### WORK INSTRUCTIONS
Copy, from the data below, every line that has "error" in it.

### DATA FOR ANALYSIS
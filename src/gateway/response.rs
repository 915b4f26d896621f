//! Provider response envelope
//!
//! The tutor endpoint forwards the model provider's JSON. Generated text sits
//! in `candidates[0].content.parts[*].text`; synthesized speech in
//! `candidates[0].content.parts[*].inlineData.data`.

use serde::Deserialize;
use serde_json::Value;

#[derive(Debug, Default, Deserialize)]
struct Envelope {
    #[serde(default)]
    candidates: Vec<Candidate>,
    #[serde(default)]
    text: Option<String>,
    #[serde(default)]
    audio: Option<String>,
}

#[derive(Debug, Deserialize)]
struct Candidate {
    #[serde(default)]
    content: Option<Content>,
}

#[derive(Debug, Deserialize)]
struct Content {
    #[serde(default)]
    parts: Vec<Part>,
}

#[derive(Debug, Deserialize)]
struct Part {
    #[serde(default)]
    text: Option<String>,
    #[serde(default, rename = "inlineData")]
    inline_data: Option<InlineData>,
}

#[derive(Debug, Deserialize)]
struct InlineData {
    data: String,
}

fn envelope(value: &Value) -> Envelope {
    Envelope::deserialize(value).unwrap_or_default()
}

fn first_parts(env: &Envelope) -> &[Part] {
    env.candidates
        .first()
        .and_then(|c| c.content.as_ref())
        .map_or(&[][..], |c| c.parts.as_slice())
}

/// Extract the generated text from a response
///
/// Text parts of the first candidate are concatenated. A top-level `text`
/// field is accepted when no candidate text exists.
#[must_use]
pub fn response_text(value: &Value) -> Option<String> {
    let env = envelope(value);
    let text: String = first_parts(&env)
        .iter()
        .filter_map(|p| p.text.as_deref())
        .collect();

    if text.is_empty() { env.text } else { Some(text) }
}

/// Extract base64 audio from a text-to-speech response
#[must_use]
pub fn response_audio(value: &Value) -> Option<String> {
    let env = envelope(value);
    first_parts(&env)
        .iter()
        .find_map(|p| p.inline_data.as_ref().map(|d| d.data.clone()))
        .or(env.audio)
}

/// Extract the server-provided message from a failure body
///
/// Accepts `{"error": "..."}`, `{"error": {"message": "..."}}` and
/// `{"message": "..."}`; anything else is returned as trimmed text.
#[must_use]
pub fn server_message(body: &str) -> String {
    if let Ok(v) = serde_json::from_str::<Value>(body) {
        let found = match v.get("error") {
            Some(Value::String(s)) => Some(s.clone()),
            Some(err) => err.get("message").and_then(Value::as_str).map(String::from),
            None => v.get("message").and_then(Value::as_str).map(String::from),
        };
        if let Some(msg) = found {
            return msg;
        }
    }

    let trimmed = body.trim();
    if trimmed.is_empty() {
        "empty response".to_string()
    } else {
        trimmed.to_string()
    }
}
//! Presentation seam
//!
//! Controllers keep their state as plain values and project it through a
//! [`View`]. The terminal front end implements it by printing; tests record
//! the calls.

use std::fmt;

use crate::audio::PlaybackState;

/// Identifier of an on-screen control (a play button, a script line, a mic button)
#[derive(Debug, Clone, PartialEq, Eq, Hash)]
pub struct ControlId(String);

impl ControlId {
    pub fn new(id: impl Into<String>) -> Self {
        Self(id.into())
    }

    /// Identifier of line `index` under a script control
    #[must_use]
    pub fn line(script: &Self, index: usize) -> Self {
        Self(format!("{}#{index}", script.0))
    }

    #[must_use]
    pub fn as_str(&self) -> &str {
        &self.0
    }
}

impl fmt::Display for ControlId {
    fn fmt(&self, f: &mut fmt::Formatter<'_>) -> fmt::Result {
        f.write_str(&self.0)
    }
}

/// Text input that speech can be written into
#[derive(Debug, Clone, PartialEq, Eq, Hash)]
pub enum FieldId {
    /// Chat message box
    ChatInput,
    /// Practice-problem answer box
    PracticeAnswer,
    /// Any other input
    Other(String),
}

impl FieldId {
    /// Whether filling this field should submit it automatically
    #[must_use]
    pub const fn auto_submits(&self) -> bool {
        matches!(self, Self::ChatInput | Self::PracticeAnswer)
    }
}

/// Projection of controller state onto the user interface
///
/// Every method but [`View::alert`] defaults to doing nothing.
pub trait View: Send + Sync {
    /// Playing markers changed
    fn render_playback(&self, _state: &PlaybackState) {}

    /// A "play all" control started or stopped
    fn render_script(&self, _control: &ControlId, _running: bool) {}

    /// The listening microphone button changed
    fn render_listening(&self, _active: Option<&ControlId>) {}

    /// Recognized speech should be written into a field
    fn fill_field(&self, _field: &FieldId, _text: &str) {}

    /// A field should be submitted
    fn submit_field(&self, _field: &FieldId) {}

    /// Show a message the user must see
    fn alert(&self, message: &str);
}

/// View that only logs alerts
#[derive(Debug, Default, Clone, Copy)]
pub struct LogView;

impl View for LogView {
    fn alert(&self, message: &str) {
        tracing::warn!(message, "alert");
    }
}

### RESPONSE BELOW
/// Accepts `{"error": "..."}`, `{"error": {"message": "..."}}` and
        let found = match v.get("error") {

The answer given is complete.